# Work to be completed:
Once the line containing "not valid JSON." is found in the records below, return it and each following line exactly, up to and including the line containing "pub fn style(&self)", and nothing else.
**********
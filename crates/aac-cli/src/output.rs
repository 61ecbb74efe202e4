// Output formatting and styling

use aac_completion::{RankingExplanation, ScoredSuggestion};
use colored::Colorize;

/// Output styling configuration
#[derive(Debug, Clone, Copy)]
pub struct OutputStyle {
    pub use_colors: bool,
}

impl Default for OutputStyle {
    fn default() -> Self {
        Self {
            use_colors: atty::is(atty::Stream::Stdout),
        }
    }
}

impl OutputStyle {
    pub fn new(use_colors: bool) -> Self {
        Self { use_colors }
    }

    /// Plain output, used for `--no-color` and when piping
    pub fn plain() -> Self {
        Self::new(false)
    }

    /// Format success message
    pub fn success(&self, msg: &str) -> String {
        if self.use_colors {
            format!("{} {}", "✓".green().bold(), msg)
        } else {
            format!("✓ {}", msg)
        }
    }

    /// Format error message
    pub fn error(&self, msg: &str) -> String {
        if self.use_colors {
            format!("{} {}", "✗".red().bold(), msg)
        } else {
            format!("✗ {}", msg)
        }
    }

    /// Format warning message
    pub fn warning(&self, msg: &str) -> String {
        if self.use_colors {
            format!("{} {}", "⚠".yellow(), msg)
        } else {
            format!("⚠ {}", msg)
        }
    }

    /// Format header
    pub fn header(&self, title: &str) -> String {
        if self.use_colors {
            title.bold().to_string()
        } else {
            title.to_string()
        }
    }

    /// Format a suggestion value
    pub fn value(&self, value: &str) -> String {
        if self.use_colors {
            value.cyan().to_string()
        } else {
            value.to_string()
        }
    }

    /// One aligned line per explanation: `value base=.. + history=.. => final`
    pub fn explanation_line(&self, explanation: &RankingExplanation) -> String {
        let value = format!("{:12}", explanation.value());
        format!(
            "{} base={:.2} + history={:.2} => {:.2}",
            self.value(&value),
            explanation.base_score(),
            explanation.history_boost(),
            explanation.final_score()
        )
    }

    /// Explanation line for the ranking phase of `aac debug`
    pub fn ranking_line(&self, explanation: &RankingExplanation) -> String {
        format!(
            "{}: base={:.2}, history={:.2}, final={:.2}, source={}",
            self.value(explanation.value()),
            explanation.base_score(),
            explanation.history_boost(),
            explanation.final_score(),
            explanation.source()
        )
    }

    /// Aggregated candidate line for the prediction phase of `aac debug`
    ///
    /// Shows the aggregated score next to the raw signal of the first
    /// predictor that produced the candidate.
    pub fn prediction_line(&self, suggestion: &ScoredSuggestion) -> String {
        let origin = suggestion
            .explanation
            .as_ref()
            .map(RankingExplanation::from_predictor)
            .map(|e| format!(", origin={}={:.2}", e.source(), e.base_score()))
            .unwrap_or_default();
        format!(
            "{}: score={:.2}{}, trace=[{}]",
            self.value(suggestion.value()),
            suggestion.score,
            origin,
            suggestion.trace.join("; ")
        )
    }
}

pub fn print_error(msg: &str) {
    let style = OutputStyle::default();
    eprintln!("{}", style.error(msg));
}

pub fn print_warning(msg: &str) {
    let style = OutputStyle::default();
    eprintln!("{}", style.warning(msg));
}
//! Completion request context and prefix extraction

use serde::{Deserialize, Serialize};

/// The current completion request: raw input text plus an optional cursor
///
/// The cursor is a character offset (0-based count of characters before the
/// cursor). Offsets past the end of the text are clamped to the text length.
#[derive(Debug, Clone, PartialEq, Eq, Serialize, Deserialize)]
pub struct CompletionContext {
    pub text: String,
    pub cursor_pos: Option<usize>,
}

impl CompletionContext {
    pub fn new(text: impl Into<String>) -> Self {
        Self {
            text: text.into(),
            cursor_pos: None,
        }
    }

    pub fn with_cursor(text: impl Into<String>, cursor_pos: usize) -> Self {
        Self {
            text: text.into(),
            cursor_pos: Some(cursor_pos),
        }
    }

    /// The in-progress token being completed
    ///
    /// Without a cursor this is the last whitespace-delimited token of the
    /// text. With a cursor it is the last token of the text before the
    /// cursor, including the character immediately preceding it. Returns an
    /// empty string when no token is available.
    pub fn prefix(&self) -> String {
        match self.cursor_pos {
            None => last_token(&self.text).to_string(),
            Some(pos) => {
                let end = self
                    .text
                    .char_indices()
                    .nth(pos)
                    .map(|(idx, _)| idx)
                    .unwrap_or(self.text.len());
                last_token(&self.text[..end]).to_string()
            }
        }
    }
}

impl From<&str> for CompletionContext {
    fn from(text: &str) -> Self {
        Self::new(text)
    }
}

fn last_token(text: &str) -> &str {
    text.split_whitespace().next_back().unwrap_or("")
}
**********
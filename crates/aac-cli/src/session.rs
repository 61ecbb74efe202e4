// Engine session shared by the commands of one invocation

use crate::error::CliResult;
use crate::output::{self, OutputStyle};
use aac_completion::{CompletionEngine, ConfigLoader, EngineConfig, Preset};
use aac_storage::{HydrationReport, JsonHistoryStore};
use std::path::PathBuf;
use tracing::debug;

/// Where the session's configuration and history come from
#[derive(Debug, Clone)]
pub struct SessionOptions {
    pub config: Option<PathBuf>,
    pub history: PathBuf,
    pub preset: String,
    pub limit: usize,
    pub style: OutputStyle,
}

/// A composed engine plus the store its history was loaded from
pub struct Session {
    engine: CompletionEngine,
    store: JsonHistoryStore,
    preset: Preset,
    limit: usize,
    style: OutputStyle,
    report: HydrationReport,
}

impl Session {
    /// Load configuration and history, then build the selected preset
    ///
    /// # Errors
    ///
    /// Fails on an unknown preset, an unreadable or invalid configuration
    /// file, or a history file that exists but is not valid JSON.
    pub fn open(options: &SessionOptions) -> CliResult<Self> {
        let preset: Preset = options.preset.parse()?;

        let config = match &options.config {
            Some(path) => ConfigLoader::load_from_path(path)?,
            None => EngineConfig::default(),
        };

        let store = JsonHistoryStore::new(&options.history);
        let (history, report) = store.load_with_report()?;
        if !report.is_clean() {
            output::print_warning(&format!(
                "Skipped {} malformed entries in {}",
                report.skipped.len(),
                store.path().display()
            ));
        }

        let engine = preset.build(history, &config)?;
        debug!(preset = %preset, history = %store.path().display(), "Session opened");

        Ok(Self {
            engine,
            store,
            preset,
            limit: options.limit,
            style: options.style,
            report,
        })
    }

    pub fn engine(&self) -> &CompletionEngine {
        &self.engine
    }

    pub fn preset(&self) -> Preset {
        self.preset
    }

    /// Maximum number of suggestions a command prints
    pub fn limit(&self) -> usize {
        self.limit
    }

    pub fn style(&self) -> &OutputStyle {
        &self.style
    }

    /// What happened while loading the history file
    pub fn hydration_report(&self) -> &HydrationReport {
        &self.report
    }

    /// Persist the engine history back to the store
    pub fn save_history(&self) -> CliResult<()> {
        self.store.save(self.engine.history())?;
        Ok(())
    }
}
**********
# Answer:
    /// file, or a history file that exists but is not valid JSON.
    pub fn open(options: &SessionOptions) -> CliResult<Self> {
        let preset: Preset = options.preset.parse()?;

        let config = match &options.config {
            Some(path) => ConfigLoader::load_from_path(path)?,
            None => EngineConfig::default(),
        };

        let store = JsonHistoryStore::new(&options.history);
        let (history, report) = store.load_with_report()?;
        if !report.is_clean() {
            output::print_warning(&format!(
                "Skipped {} malformed entries in {}",
                report.skipped.len(),
                store.path().display()
            ));
        }

        let engine = preset.build(history, &config)?;
        debug!(preset = %preset, history = %store.path().display(), "Session opened");

        Ok(Self {
            engine,
            store,
            preset,
            limit: options.limit,
            style: options.style,
            report,
        })
    }

    pub fn engine(&self) -> &CompletionEngine {
        &self.engine
    }

    pub fn preset(&self) -> Preset {
        self.preset
    }

    /// Maximum number of suggestions a command prints
    pub fn limit(&self) -> usize {
        self.limit
    }

    pub fn style(&self) -> &OutputStyle {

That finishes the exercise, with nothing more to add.